On Wed, Mar 4, 2015 at 12:28 AM, Herv? Pag?s <hpages at fredhutch.org> wrote:
GRangesFrame is an interesting idea and I gave it some thoughts.
There is this nice symmetry between GRanges and GRangesFrame:
- GRanges = a naked GRanges + a DataFrame accessible via mcols()
- GRangesFrame = a DataFrame + a naked GRanges accessible via
some accessor (e.g. rowRanges())
So GRanges and GRangesFrame are equivalent in terms of what they
can hold, but different in terms of API: the former has the ranges
API as primary API and the DataFrame API on its mcols() component,
and the latter has the DataFrame API as primary API and the ranges
API on its rowRanges() component. Nice switch!
What does this API switch bring us? A GRangesFrame object is now
an object that fully behaves like a DataFrame and people can also
perform range-based operations on its rowRanges() component.
Here is what I'm afraid is going to happen: people will also want
to be able to perform range-based operations *directly* on
these objects, i.e. without having to call rowRanges() first.

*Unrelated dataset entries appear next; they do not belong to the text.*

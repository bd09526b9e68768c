// crates/strand-orchestrator/src/observability/metrics.rs

//! Prometheus metrics for pipelines, steps, providers, and budgets.

use log::debug;
use prometheus::{
    CounterVec, GaugeVec, HistogramOpts, HistogramVec, IntCounterVec, IntGaugeVec, Opts, Registry,
};
use rust_decimal::prelude::ToPrimitive;
use rust_decimal::Decimal;

struct Collectors {
    registry: Registry,

    pipelines_started: IntCounterVec,
    pipelines_active: IntGaugeVec,
    pipeline_executions: IntCounterVec,
    pipeline_duration_seconds: HistogramVec,
    pipeline_cost_usd: HistogramVec,

    step_executions: IntCounterVec,
    step_duration_seconds: HistogramVec,
    step_skipped: IntCounterVec,
    step_fallbacks: IntCounterVec,
    step_retries: IntCounterVec,

    provider_requests: IntCounterVec,
    provider_latency_seconds: HistogramVec,
    provider_cost_usd: CounterVec,
    tokens_processed: IntCounterVec,
    audio_seconds: CounterVec,

    budget_spend_ratio: GaugeVec,
    budget_exceeded: IntCounterVec,

    compensations: IntCounterVec,
}

impl Collectors {
    fn new() -> prometheus::Result<Self> {
        let registry = Registry::new();

        let pipelines_started = IntCounterVec::new(
            Opts::new("ai_pipelines_started_total", "Pipelines started"),
            &["pipeline"],
        )?;
        let pipelines_active = IntGaugeVec::new(
            Opts::new("ai_pipelines_active", "Pipelines currently executing"),
            &["pipeline"],
        )?;
        let pipeline_executions = IntCounterVec::new(
            Opts::new("ai_pipeline_executions_total", "Completed pipeline executions"),
            &["pipeline", "status"],
        )?;
        let pipeline_duration_seconds = HistogramVec::new(
            HistogramOpts::new("ai_pipeline_duration_seconds", "Pipeline wall time")
                .buckets(vec![0.5, 1.0, 5.0, 15.0, 30.0, 60.0, 120.0, 300.0, 600.0]),
            &["pipeline", "status"],
        )?;
        let pipeline_cost_usd = HistogramVec::new(
            HistogramOpts::new("ai_pipeline_cost_usd", "Pipeline cost in USD")
                .buckets(vec![0.001, 0.01, 0.05, 0.1, 0.5, 1.0, 5.0]),
            &["pipeline"],
        )?;

        let step_executions = IntCounterVec::new(
            Opts::new("ai_step_executions_total", "Step executions"),
            &["pipeline", "step", "capability", "status"],
        )?;
        let step_duration_seconds = HistogramVec::new(
            HistogramOpts::new("ai_step_duration_seconds", "Step wall time")
                .buckets(vec![0.1, 0.5, 1.0, 5.0, 15.0, 60.0, 300.0]),
            &["pipeline", "step"],
        )?;
        let step_skipped = IntCounterVec::new(
            Opts::new("ai_step_skipped_total", "Steps skipped by condition"),
            &["pipeline", "step", "reason"],
        )?;
        let step_fallbacks = IntCounterVec::new(
            Opts::new("ai_step_fallbacks_total", "Provider fallbacks per step"),
            &["pipeline", "step", "from_provider", "to_provider"],
        )?;
        let step_retries = IntCounterVec::new(
            Opts::new("ai_step_retries_total", "Retries performed per step"),
            &["pipeline", "step"],
        )?;

        let provider_requests = IntCounterVec::new(
            Opts::new("ai_provider_requests_total", "Provider requests"),
            &["provider", "capability", "status"],
        )?;
        let provider_latency_seconds = HistogramVec::new(
            HistogramOpts::new("ai_provider_latency_seconds", "Provider call latency")
                .buckets(vec![0.1, 0.25, 0.5, 1.0, 2.5, 5.0, 10.0, 30.0, 60.0]),
            &["provider", "capability"],
        )?;
        let provider_cost_usd = CounterVec::new(
            Opts::new("ai_provider_cost_usd_total", "Accumulated provider cost in USD"),
            &["provider", "capability"],
        )?;
        let tokens_processed = IntCounterVec::new(
            Opts::new("ai_tokens_processed_total", "LLM tokens processed"),
            &["provider", "capability", "direction"],
        )?;
        let audio_seconds = CounterVec::new(
            Opts::new("ai_audio_seconds_total", "Audio seconds transcribed"),
            &["provider", "capability"],
        )?;

        let budget_spend_ratio = GaugeVec::new(
            Opts::new("ai_budget_spend_ratio", "Spend as a fraction of the budget limit"),
            &["tenant", "period"],
        )?;
        let budget_exceeded = IntCounterVec::new(
            Opts::new("ai_budget_exceeded_total", "Budget check overruns"),
            &["tenant", "action"],
        )?;

        let compensations = IntCounterVec::new(
            Opts::new("ai_compensations_total", "Saga compensation runs"),
            &["pipeline", "status"],
        )?;

        for collector in [
            Box::new(pipelines_started.clone()) as Box<dyn prometheus::core::Collector>,
            Box::new(pipelines_active.clone()),
            Box::new(pipeline_executions.clone()),
            Box::new(pipeline_duration_seconds.clone()),
            Box::new(pipeline_cost_usd.clone()),
            Box::new(step_executions.clone()),
            Box::new(step_duration_seconds.clone()),
            Box::new(step_skipped.clone()),
            Box::new(step_fallbacks.clone()),
            Box::new(step_retries.clone()),
            Box::new(provider_requests.clone()),
            Box::new(provider_latency_seconds.clone()),
            Box::new(provider_cost_usd.clone()),
            Box::new(tokens_processed.clone()),
            Box::new(audio_seconds.clone()),
            Box::new(budget_spend_ratio.clone()),
            Box::new(budget_exceeded.clone()),
            Box::new(compensations.clone()),
        ] {
            registry.register(collector)?;
        }

        Ok(Self {
            registry,
            pipelines_started,
            pipelines_active,
            pipeline_executions,
            pipeline_duration_seconds,
            pipeline_cost_usd,
            step_executions,
            step_duration_seconds,
            step_skipped,
            step_fallbacks,
            step_retries,
            provider_requests,
            provider_latency_seconds,
            provider_cost_usd,
            tokens_processed,
            audio_seconds,
            budget_spend_ratio,
            budget_exceeded,
            compensations,
        })
    }
}

/// AI workflow metrics. Every recording method is a no-op when the
/// metrics are disabled.
pub struct AiMetrics {
    collectors: Option<Collectors>,
}

impl Default for AiMetrics {
    fn default() -> Self {
        Self::new()
    }
}

impl AiMetrics {
    pub fn new() -> Self {
        match Collectors::new() {
            Ok(collectors) => Self {
                collectors: Some(collectors),
            },
            Err(err) => {
                debug!("metrics registration failed, running disabled: {err}");
                Self { collectors: None }
            }
        }
    }

    pub fn disabled() -> Self {
        Self { collectors: None }
    }

    pub fn is_enabled(&self) -> bool {
        self.collectors.is_some()
    }

    /// Gather the current metric families for exposition.
    pub fn gather(&self) -> Vec<prometheus::proto::MetricFamily> {
        self.collectors
            .as_ref()
            .map(|c| c.registry.gather())
            .unwrap_or_default()
    }

    pub fn record_pipeline_started(&self, pipeline: &str) {
        if let Some(c) = &self.collectors {
            c.pipelines_started.with_label_values(&[pipeline]).inc();
            c.pipelines_active.with_label_values(&[pipeline]).inc();
        }
    }

    /// Decrement the in-flight gauge; paired with `record_pipeline_started`.
    pub fn record_pipeline_completed(&self, pipeline: &str) {
        if let Some(c) = &self.collectors {
            c.pipelines_active.with_label_values(&[pipeline]).dec();
        }
    }

    pub fn record_pipeline_execution(
        &self,
        pipeline: &str,
        status: &str,
        duration_seconds: f64,
        total_cost_usd: Decimal,
    ) {
        if let Some(c) = &self.collectors {
            c.pipeline_executions
                .with_label_values(&[pipeline, status])
                .inc();
            c.pipeline_duration_seconds
                .with_label_values(&[pipeline, status])
                .observe(duration_seconds);
            c.pipeline_cost_usd
                .with_label_values(&[pipeline])
                .observe(total_cost_usd.to_f64().unwrap_or(0.0));
        }
    }

    pub fn record_step_execution(
        &self,
        pipeline: &str,
        step: &str,
        capability: &str,
        status: &str,
        duration_seconds: f64,
        retries: u32,
    ) {
        if let Some(c) = &self.collectors {
            c.step_executions
                .with_label_values(&[pipeline, step, capability, status])
                .inc();
            c.step_duration_seconds
                .with_label_values(&[pipeline, step])
                .observe(duration_seconds);
            if retries > 0 {
                c.step_retries
                    .with_label_values(&[pipeline, step])
                    .inc_by(retries as u64);
            }
        }
    }

    pub fn record_step_skipped(&self, pipeline: &str, step: &str, reason: &str) {
        if let Some(c) = &self.collectors {
            c.step_skipped
                .with_label_values(&[pipeline, step, reason])
                .inc();
        }
    }

    pub fn record_step_fallback(
        &self,
        pipeline: &str,
        step: &str,
        from_provider: &str,
        to_provider: &str,
    ) {
        if let Some(c) = &self.collectors {
            c.step_fallbacks
                .with_label_values(&[pipeline, step, from_provider, to_provider])
                .inc();
        }
    }

    pub fn record_provider_request(
        &self,
        provider: &str,
        capability: &str,
        status: &str,
        latency_seconds: f64,
        cost_usd: Decimal,
    ) {
        if let Some(c) = &self.collectors {
            c.provider_requests
                .with_label_values(&[provider, capability, status])
                .inc();
            c.provider_latency_seconds
                .with_label_values(&[provider, capability])
                .observe(latency_seconds);
            let cost = cost_usd.to_f64().unwrap_or(0.0);
            if cost > 0.0 {
                c.provider_cost_usd
                    .with_label_values(&[provider, capability])
                    .inc_by(cost);
            }
        }
    }

    pub fn record_token_usage(
        &self,
        provider: &str,
        capability: &str,
        input_tokens: u64,
        output_tokens: u64,
    ) {
        if let Some(c) = &self.collectors {
            c.tokens_processed
                .with_label_values(&[provider, capability, "input"])
                .inc_by(input_tokens);
            c.tokens_processed
                .with_label_values(&[provider, capability, "output"])
                .inc_by(output_tokens);
        }
    }

    pub fn record_audio_duration(&self, provider: &str, capability: &str, seconds: f64) {
        if let Some(c) = &self.collectors {
            c.audio_seconds
                .with_label_values(&[provider, capability])
                .inc_by(seconds);
        }
    }

    pub fn record_budget_status(
        &self,
        tenant: &str,
        period: &str,
        spend_usd: Decimal,
        limit_usd: Decimal,
    ) {
        if let Some(c) = &self.collectors {
            let ratio = if limit_usd > Decimal::ZERO {
                (spend_usd / limit_usd).to_f64().unwrap_or(0.0)
            } else {
                0.0
            };
            c.budget_spend_ratio
                .with_label_values(&[tenant, period])
                .set(ratio);
        }
    }

    pub fn record_budget_exceeded(&self, tenant: &str, action: &str) {
        if let Some(c) = &self.collectors {
            c.budget_exceeded.with_label_values(&[tenant, action]).inc();
        }
    }

    pub fn record_compensation(&self, pipeline: &str, status: &str) {
        if let Some(c) = &self.collectors {
            c.compensations.with_label_values(&[pipeline, status]).inc();
        }
    }
}

#[cfg(test)]
mod tests {
    use super::*;

    #[test]
    fn disabled_metrics_are_inert() {
        let metrics = AiMetrics::disabled();
        assert!(!metrics.is_enabled());
        metrics.record_pipeline_started("p");
        metrics.record_budget_exceeded("t", "blocked");
        assert!(metrics.gather().is_empty());
    }

    #[test]
    fn recorded_metrics_appear_in_gather() {
        let metrics = AiMetrics::new();
        assert!(metrics.is_enabled());

        metrics.record_pipeline_started("call_analysis");
        metrics.record_pipeline_execution("call_analysis", "success", 12.5, Decimal::new(15, 2));
        metrics.record_provider_request(
            "deepgram",
            "transcription",
            "success",
            1.2,
            Decimal::new(43, 4),
        );
        metrics.record_pipeline_completed("call_analysis");

        let families = metrics.gather();
        let names: Vec<&str> = families.iter().map(|f| f.get_name()).collect();
        assert!(names.contains(&"ai_pipelines_started_total"));
        assert!(names.contains(&"ai_provider_requests_total"));

        let active = families
            .iter()
            .find(|f| f.get_name() == "ai_pipelines_active")
            .unwrap();
        assert_eq!(active.get_metric()[0].get_gauge().get_value(), 0.0);
    }
}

So for example when they do subsetByOverlaps(), subsetting
happens vertically. Also the Hits object returned by findOverlaps()
would contain row indices. Problem with this is that these objects
now start to suffer from the "dual personality syndrome". For
example, it's not clear anymore what their length should be.

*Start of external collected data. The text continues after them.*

// crates/strand-orchestrator/tests/pipeline_scenarios.rs

//! End-to-end execution scenarios driven through the saga coordinator and
//! the instrumented orchestrator with scripted provider adapters.

mod common;

use std::sync::{Arc, Mutex};
use std::time::Instant;

use rust_decimal::Decimal;
use serde_json::json;

use strand_core::types::{Capability, CostUnit};
use strand_engines::registry::CapabilityRegistry;
use strand_orchestrator::budget::{BudgetAction, BudgetConfig, BudgetPeriod, BudgetPolicy, BudgetService, SpendRecord};
use strand_orchestrator::events::store::{EventFilter, EventStore, InMemoryEventStore};
use strand_orchestrator::events::types::{EventPayload, EventType};
use strand_orchestrator::events::SagaCoordinator;
use strand_orchestrator::orchestrator::{ExecuteOptions, OrchestratorBuilder};
use strand_orchestrator::pipeline::builder::PipelineBuilder;
use strand_orchestrator::pipeline::executor::ExecutionOptions;
use strand_orchestrator::pipeline::types::StepStatus;
use strand_orchestrator::OrchestratorError;

use common::{duration_usage, input, register, registration, Scripted, ScriptedAdapter};

fn saga(registry: Arc<CapabilityRegistry>) -> (SagaCoordinator, Arc<InMemoryEventStore>) {
    let store = Arc::new(InMemoryEventStore::default());
    let saga = SagaCoordinator::new(registry, store.clone());
    (saga, store)
}

async fn event_types_for(store: &InMemoryEventStore, execution_id: &str) -> Vec<EventType> {
    store
        .get_events(&EventFilter::for_execution(execution_id))
        .await
        .iter()
        .map(|e| e.event_type)
        .collect()
}

#[tokio::test]
async fn happy_transcription_records_cost_and_event_order() {
    let registry = Arc::new(CapabilityRegistry::new());
    let adapter = ScriptedAdapter::new(registration(
        "scribe",
        Capability::Transcription,
        1,
        Decimal::new(6, 3), // $0.006 per minute
        CostUnit::PerMinute,
    ))
    .queue(Scripted::ok_with_usage(
        json!({"text": "hello"}),
        duration_usage(60.0),
    ));
    register(&registry, adapter);

    let pipeline = PipelineBuilder::new("t")
        .step("transcribe")
            .capability(Capability::Transcription)
            .output_as("transcript")
            .done()
        .build()
        .unwrap();

    let (saga, store) = saga(registry);
    let result = saga
        .execute(
            &pipeline,
            input(&[("audio", json!("<opaque>"))]),
            &ExecutionOptions::default(),
        )
        .await;

    assert!(result.success);
    assert_eq!(result.completed_steps, vec!["transcribe"]);
    assert_eq!(result.output["transcript"], json!({"text": "hello"}));
    assert_eq!(result.total_cost_usd, Decimal::new(6, 3));

    let types = event_types_for(&store, &result.execution_id).await;
    assert_eq!(
        types,
        vec![
            EventType::WorkflowStarted,
            EventType::ProgressUpdate,
            EventType::StepStarted,
            EventType::CostIncurred,
            EventType::StepCompleted,
            EventType::ProgressUpdate,
            EventType::WorkflowCompleted,
        ]
    );

    // The trailing progress update reports completion.
    let events = store
        .get_events(&EventFilter::for_execution(&result.execution_id))
        .await;
    let last_progress = events
        .iter()
        .rev()
        .find_map(|e| match &e.payload {
            EventPayload::ProgressUpdate { percent, .. } => Some(*percent),
            _ => None,
        })
        .unwrap();
    assert_eq!(last_progress, 100.0);
}

#[tokio::test]
async fn primary_failure_falls_back_to_secondary_provider() {
    let registry = Arc::new(CapabilityRegistry::new());
    let primary = ScriptedAdapter::new(registration(
        "a",
        Capability::Transcription,
        1,
        Decimal::ZERO,
        CostUnit::PerRequest,
    ))
    .queue(Scripted::fail("bad", "INVALID_INPUT", false));
    let secondary = ScriptedAdapter::new(registration(
        "b",
        Capability::Transcription,
        2,
        Decimal::ZERO,
        CostUnit::PerRequest,
    ))
    .queue(Scripted::ok(json!({"text": "rescued"})));
    register(&registry, primary.clone());
    register(&registry, secondary.clone());

    let pipeline = PipelineBuilder::new("fallback")
        .step("transcribe")
            .capability(Capability::Transcription)
            .prefer_providers(&["a", "b"])
            .with_fallback(1)
            .done()
        .build()
        .unwrap();

    let (saga, store) = saga(registry);
    let result = saga
        .execute(&pipeline, input(&[]), &ExecutionOptions::default())
        .await;

    assert!(result.success);
    let step = result.get_step_result("transcribe").unwrap();
    assert_eq!(step.provider_used.as_deref(), Some("b"));
    assert_eq!(step.fallbacks_attempted, vec!["a"]);
    assert_eq!(primary.calls(), 1);
    assert_eq!(secondary.calls(), 1);

    let types = event_types_for(&store, &result.execution_id).await;
    let fallbacks: Vec<_> = types
        .iter()
        .filter(|t| **t == EventType::ProviderFallback)
        .collect();
    assert_eq!(fallbacks.len(), 1);

    // The fallback sits between step start and completion.
    let start = types.iter().position(|t| *t == EventType::StepStarted).unwrap();
    let fallback = types.iter().position(|t| *t == EventType::ProviderFallback).unwrap();
    let completed = types.iter().position(|t| *t == EventType::StepCompleted).unwrap();
    assert!(start < fallback && fallback < completed);
}

#[tokio::test]
async fn retryable_failures_are_retried_with_backoff() {
    let registry = Arc::new(CapabilityRegistry::new());
    let adapter = ScriptedAdapter::new(registration(
        "flaky",
        Capability::LlmGeneration,
        1,
        Decimal::ZERO,
        CostUnit::PerRequest,
    ))
    .queue(Scripted::fail("overloaded", "SERVICE_UNAVAILABLE", true))
    .queue(Scripted::fail("overloaded", "SERVICE_UNAVAILABLE", true))
    .queue(Scripted::ok(json!({"text": "third time lucky"})));
    register(&registry, adapter.clone());

    let pipeline = PipelineBuilder::new("retry")
        .step("generate")
            .capability(Capability::LlmGeneration)
            .with_retry(3, 10, true)
            .done()
        .build()
        .unwrap();

    let (saga, _store) = saga(registry);
    let started = Instant::now();
    let result = saga
        .execute(&pipeline, input(&[]), &ExecutionOptions::default())
        .await;
    let elapsed = started.elapsed();

    assert!(result.success);
    assert_eq!(adapter.calls(), 3);
    let step = result.get_step_result("generate").unwrap();
    assert_eq!(step.retries, 2);
    // Backoff sleeps: ~10ms then ~20ms.
    assert!(elapsed.as_millis() >= 30, "elapsed {elapsed:?}");
    assert!(elapsed.as_millis() < 1000, "elapsed {elapsed:?}");
}

#[tokio::test]
async fn required_step_failure_compensates_completed_steps_in_reverse() {
    let registry = Arc::new(CapabilityRegistry::new());
    let first = ScriptedAdapter::new(registration(
        "alpha",
        Capability::Transcription,
        1,
        Decimal::ZERO,
        CostUnit::PerRequest,
    ));
    let second = ScriptedAdapter::new(registration(
        "beta",
        Capability::Summarization,
        1,
        Decimal::ZERO,
        CostUnit::PerRequest,
    ))
    .queue(Scripted::fail("model rejected input", "INVALID_INPUT", false));
    register(&registry, first);
    register(&registry, second);

    let compensations: Arc<Mutex<Vec<&'static str>>> = Arc::new(Mutex::new(Vec::new()));
    let s1_log = compensations.clone();
    let s2_log = compensations.clone();

    let pipeline = PipelineBuilder::new("rollback")
        .step("s1")
            .capability(Capability::Transcription)
            .compensate_with(
                move |_ctx| {
                    let log = s1_log.clone();
                    async move {
                        log.lock().unwrap().push("s1");
                        true
                    }
                },
                "undo s1",
            )
            .done()
        .step("s2")
            .capability(Capability::Summarization)
            .no_retry()
            .no_fallback()
            .prefer_providers(&["beta"])
            .compensate_with(
                move |_ctx| {
                    let log = s2_log.clone();
                    async move {
                        log.lock().unwrap().push("s2");
                        true
                    }
                },
                "undo s2",
            )
            .done()
        .build()
        .unwrap();

    let (saga, store) = saga(registry);
    let result = saga
        .execute(&pipeline, input(&[]), &ExecutionOptions::default())
        .await;

    assert!(!result.success);
    assert_eq!(result.failed_step.as_deref(), Some("s2"));
    assert!(result.compensation_performed);
    assert_eq!(result.compensated_steps, vec!["s1"]);
    // The failed step's own compensation never runs.
    assert_eq!(*compensations.lock().unwrap(), vec!["s1"]);

    let events = store
        .get_events(&EventFilter::for_execution(&result.execution_id))
        .await;
    let started = events
        .iter()
        .find_map(|e| match &e.payload {
            EventPayload::CompensationStarted {
                steps_to_compensate,
                ..
            } => Some(steps_to_compensate.clone()),
            _ => None,
        })
        .unwrap();
    assert_eq!(started, vec!["s1"]);

    let step_events: Vec<(String, bool)> = events
        .iter()
        .filter_map(|e| match &e.payload {
            EventPayload::CompensationStep {
                step_name, success, ..
            } => Some((step_name.clone(), *success)),
            _ => None,
        })
        .collect();
    assert_eq!(step_events, vec![("s1".to_string(), true)]);

    let full_rollback = events
        .iter()
        .find_map(|e| match &e.payload {
            EventPayload::CompensationCompleted { full_rollback, .. } => Some(*full_rollback),
            _ => None,
        })
        .unwrap();
    assert!(full_rollback);

    let types: Vec<EventType> = events.iter().map(|e| e.event_type).collect();
    assert_eq!(*types.last().unwrap(), EventType::WorkflowFailed);
}

#[tokio::test]
async fn hard_block_budget_rejects_before_any_work() {
    let registry = Arc::new(CapabilityRegistry::new());
    let adapter = ScriptedAdapter::new(registration(
        "scribe",
        Capability::Transcription,
        1,
        Decimal::new(6, 3),
        CostUnit::PerMinute,
    ));
    register(&registry, adapter.clone());

    let budget = Arc::new(BudgetService::default());
    let mut config = BudgetConfig::new("T");
    config.daily_limit_usd = Some(Decimal::new(100, 2)); // $1.00
    config.policy = BudgetPolicy::HardBlock;
    budget.set_budget(config).await;
    budget
        .track_spend(SpendRecord {
            tenant_id: "T".to_string(),
            cost_usd: Decimal::new(95, 2),
            pipeline_name: None,
            execution_id: None,
            provider: None,
            capability: None,
            timestamp: chrono::Utc::now(),
            metadata: Default::default(),
        })
        .await;

    let store: Arc<InMemoryEventStore> = Arc::new(InMemoryEventStore::default());
    let orchestrator = OrchestratorBuilder::new(registry)
        .event_store(store.clone())
        .budget_service(budget)
        .build();

    let pipeline = PipelineBuilder::new("t")
        .estimated_cost(Decimal::new(10, 2)) // $0.10
        .step("transcribe")
            .capability(Capability::Transcription)
            .done()
        .build()
        .unwrap();

    let err = orchestrator
        .execute(&pipeline, input(&[]), ExecuteOptions::for_tenant("T"))
        .await
        .unwrap_err();

    match err {
        OrchestratorError::BudgetExceeded { tenant_id, check } => {
            assert_eq!(tenant_id, "T");
            assert_eq!(check.action, BudgetAction::Blocked);
            assert_eq!(check.period, BudgetPeriod::Daily);
            assert!(!check.allowed);
        }
        other => panic!("expected BudgetExceeded, got {other:?}"),
    }

    // No adapter call, no events of any kind.
    assert_eq!(adapter.calls(), 0);
    let all_events = store.get_events(&EventFilter::default()).await;
    assert!(all_events.is_empty());
}

#[tokio::test]
async fn unmet_condition_skips_step_and_preserves_success() {
    let registry = Arc::new(CapabilityRegistry::new());
    let adapter = ScriptedAdapter::new(registration(
        "svc",
        Capability::LlmGeneration,
        1,
        Decimal::ZERO,
        CostUnit::PerRequest,
    ));
    register(&registry, adapter.clone());

    let pipeline = PipelineBuilder::new("conditional")
        .step("always")
            .capability(Capability::LlmGeneration)
            .done()
        .step("conditional")
            .capability(Capability::LlmGeneration)
            .when(|ctx| ctx.get("flag") == Some(&json!(true)))
            .done()
        .build()
        .unwrap();

    let (saga, store) = saga(registry);
    let result = saga
        .execute(
            &pipeline,
            input(&[("flag", json!(false))]),
            &ExecutionOptions::default(),
        )
        .await;

    assert!(result.success);
    assert_eq!(result.completed_steps, vec!["always"]);

    let skipped = result.get_step_result("conditional").unwrap();
    assert_eq!(skipped.status, StepStatus::Skipped);
    assert_eq!(skipped.skipped_reason.as_deref(), Some("Condition not met"));

    // Only the unconditional step reached the provider.
    assert_eq!(adapter.calls(), 1);

    let types = event_types_for(&store, &result.execution_id).await;
    assert!(types.contains(&EventType::StepSkipped));
    assert_eq!(*types.last().unwrap(), EventType::WorkflowCompleted);
}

Strictly speaking it should be their number of columns (that's
what the length of a DataFrame is), but the ranges API that
we're trying to put on them also makes them feel like vectors
along the vertical dimension so it also feels that their length
should be their number of rows. Same thing with 1D subsetting.
Why does it subset the columns and not the rows? Most people
are now confused.
It's interesting to note that the same thing happens with GRanges
objects, but in the opposite direction: people wish they could
do DataFrame operations directly on them without calling mcols()

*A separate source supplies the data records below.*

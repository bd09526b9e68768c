// crates/strand-core/src/error.rs

//! Error codes and classification shared across the system
//!
//! Error codes are plain strings carried on `OperationResult.error_code`
//! and surfaced into events and metrics. Adapters use the classification
//! helpers here to decide whether a provider error is worth retrying.

use thiserror::Error;

/// Well-known error codes surfaced on `OperationResult.error_code`.
pub mod codes {
    /// Adapter-rejected input (missing field, wrong shape).
    pub const INVALID_INPUT: &str = "INVALID_INPUT";
    /// Adapter was dispatched a capability it does not serve.
    pub const UNSUPPORTED_CAPABILITY: &str = "UNSUPPORTED_CAPABILITY";
    /// Provider call exceeded the step timeout.
    pub const TIMEOUT: &str = "TIMEOUT";
    /// Uncaught failure inside the adapter execution path.
    pub const EXCEPTION: &str = "EXCEPTION";
    /// Registry returned an empty fallback chain.
    pub const NO_PROVIDERS: &str = "NO_PROVIDERS";
    /// Retry policy exhausted with no success.
    pub const MAX_RETRIES: &str = "MAX_RETRIES";
    pub const RATE_LIMIT: &str = "RATE_LIMIT";
    pub const SERVICE_UNAVAILABLE: &str = "SERVICE_UNAVAILABLE";
    pub const UNAUTHORIZED: &str = "UNAUTHORIZED";
    /// Execution was cancelled from outside.
    pub const CANCELLED: &str = "CANCELLED";
}

/// A provider call failure, classified for the fallback logic.
///
/// Adapters build one of these internally and convert it into a failed
/// `OperationResult` at the dispatch boundary; it never escapes an adapter
/// as an `Err`.
#[derive(Debug, Error)]
#[error("{message}")]
pub struct ProviderCallError {
    pub message: String,
    pub code: Option<String>,
    pub retryable: bool,
}

impl ProviderCallError {
    /// Classify an HTTP status code from a provider response.
    pub fn from_status(status: u16, body: &str) -> Self {
        let (code, retryable) = classify_status(status);
        Self {
            message: format!("provider returned {status}: {body}"),
            code: Some(code.to_string()),
            retryable,
        }
    }

    /// Transport-level failure (connect, timeout, TLS). Retryable.
    pub fn transport(message: impl Into<String>) -> Self {
        Self {
            message: message.into(),
            code: Some(codes::EXCEPTION.to_string()),
            retryable: true,
        }
    }

    /// Input the adapter refused to send. Not retryable.
    pub fn invalid_input(message: impl Into<String>) -> Self {
        Self {
            message: message.into(),
            code: Some(codes::INVALID_INPUT.to_string()),
            retryable: false,
        }
    }

    /// Malformed or unexpected provider response. Not retryable.
    pub fn response_parse(message: impl Into<String>) -> Self {
        Self {
            message: message.into(),
            code: Some(codes::EXCEPTION.to_string()),
            retryable: false,
        }
    }
}

impl From<reqwest::Error> for ProviderCallError {
    fn from(err: reqwest::Error) -> Self {
        if let Some(status) = err.status() {
            return Self::from_status(status.as_u16(), &err.to_string());
        }
        Self::transport(err.to_string())
    }
}

/// Map an HTTP status to an error code and retryability.
///
/// 429 and 5xx are transient; auth failures and other 4xx are not.
pub fn classify_status(status: u16) -> (&'static str, bool) {
    match status {
        429 => (codes::RATE_LIMIT, true),
        401 | 403 => (codes::UNAUTHORIZED, false),
        400..=499 => (codes::INVALID_INPUT, false),
        500..=599 => (codes::SERVICE_UNAVAILABLE, true),
        _ => (codes::EXCEPTION, true),
    }
}

/// Substring heuristic over a provider error message.
///
/// Used when a provider reports failure without a usable status code.
pub fn is_retryable_message(message: &str) -> bool {
    let lower = message.to_lowercase();
    const TRANSIENT: [&str; 9] = [
        "timeout",
        "timed out",
        "rate limit",
        "too many requests",
        "service unavailable",
        "overloaded",
        "connection",
        "temporar",
        "retry",
    ];
    TRANSIENT.iter().any(|p| lower.contains(p))
}

#[cfg(test)]
mod tests {
    use super::*;

    #[test]
    fn status_classification() {
        assert_eq!(classify_status(429), (codes::RATE_LIMIT, true));
        assert_eq!(classify_status(401), (codes::UNAUTHORIZED, false));
        assert_eq!(classify_status(422), (codes::INVALID_INPUT, false));
        assert_eq!(classify_status(503), (codes::SERVICE_UNAVAILABLE, true));
        assert_eq!(classify_status(529), (codes::SERVICE_UNAVAILABLE, true));
    }

    #[test]
    fn message_classification() {
        assert!(is_retryable_message("Request timed out after 30s"));
        assert!(is_retryable_message("429 Too Many Requests"));
        assert!(is_retryable_message("model overloaded, please retry"));
        assert!(!is_retryable_message("invalid api key"));
        assert!(!is_retryable_message("missing required field: audio"));
    }
}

first. But in order to preserve the good health of GRanges objects,
we've not done that (except for $, a shortcut for mcols(x)$,
the pressure was just too strong).
H.
On 03/03/2015 04:35 PM, Michael Lawrence wrote:
Should be possible for the annotations to be of any type, as long as they
satisfy a simple contract of NROW() and 2D "[". Then, you could have a
DataFrame, GRanges, or whatever in there. But it would be nice to have a
special class for the container with range information. The contract for
the range annotation would be to have a granges() method.
I agree it would be nice if there was a way with the methods package to
easily assert such contracts. For example, one could define an interface
with a set of generics (and optionally the relevant position in the
generic
signature). Then, once all of the methods have been assigned for a
particular class, it is made to inherit from that contract class. There
are
lots of gotchas though. Not sure how useful it would be in practice.
On Tue, Mar 3, 2015 at 4:07 PM, Peter Haverty <haverty.peter at gene.com>
wrote:
There are some nice similarities in these new imaginary types. A
"GRangesFrame" is a list of dimensionally identical things (columns) and
some row meta-data (the GRanges). The SE-like object is similarly a
list
of dimensionally like things (matrices, RleDataFrames, BigMatrix
objects,
HDF5-backed things) with some row meta-data (a DataFrame or
GRangesFrame).
Elegant? Maybe they would actually be relatives in the class tree.
I wonder if this kind of thing would be easier if we had Java-style
Interfaces or duck-typing. The "x" slot of "y" holds something that
implements this set of methods ...
Oh, and kinda apropos, the genoset class will probably go away or become
an extension to this new SE-like thing. The extra stuff that comes
along
with genoset will still be available.
Pete
____________________
Peter M. Haverty, Ph.D.
Genentech, Inc.
phaverty at gene.com
On Tue, Mar 3, 2015 at 3:42 PM, Tim Triche, Jr. <tim.triche at gmail.com>
wrote:
This.
It would be damned near perfect as a return value for assays coming
out of
an object that held several such assays at several time points in a
population, where there are both assay-wise and covariate-wise "holes"
that
could nonetheless be usefully imputed across assays.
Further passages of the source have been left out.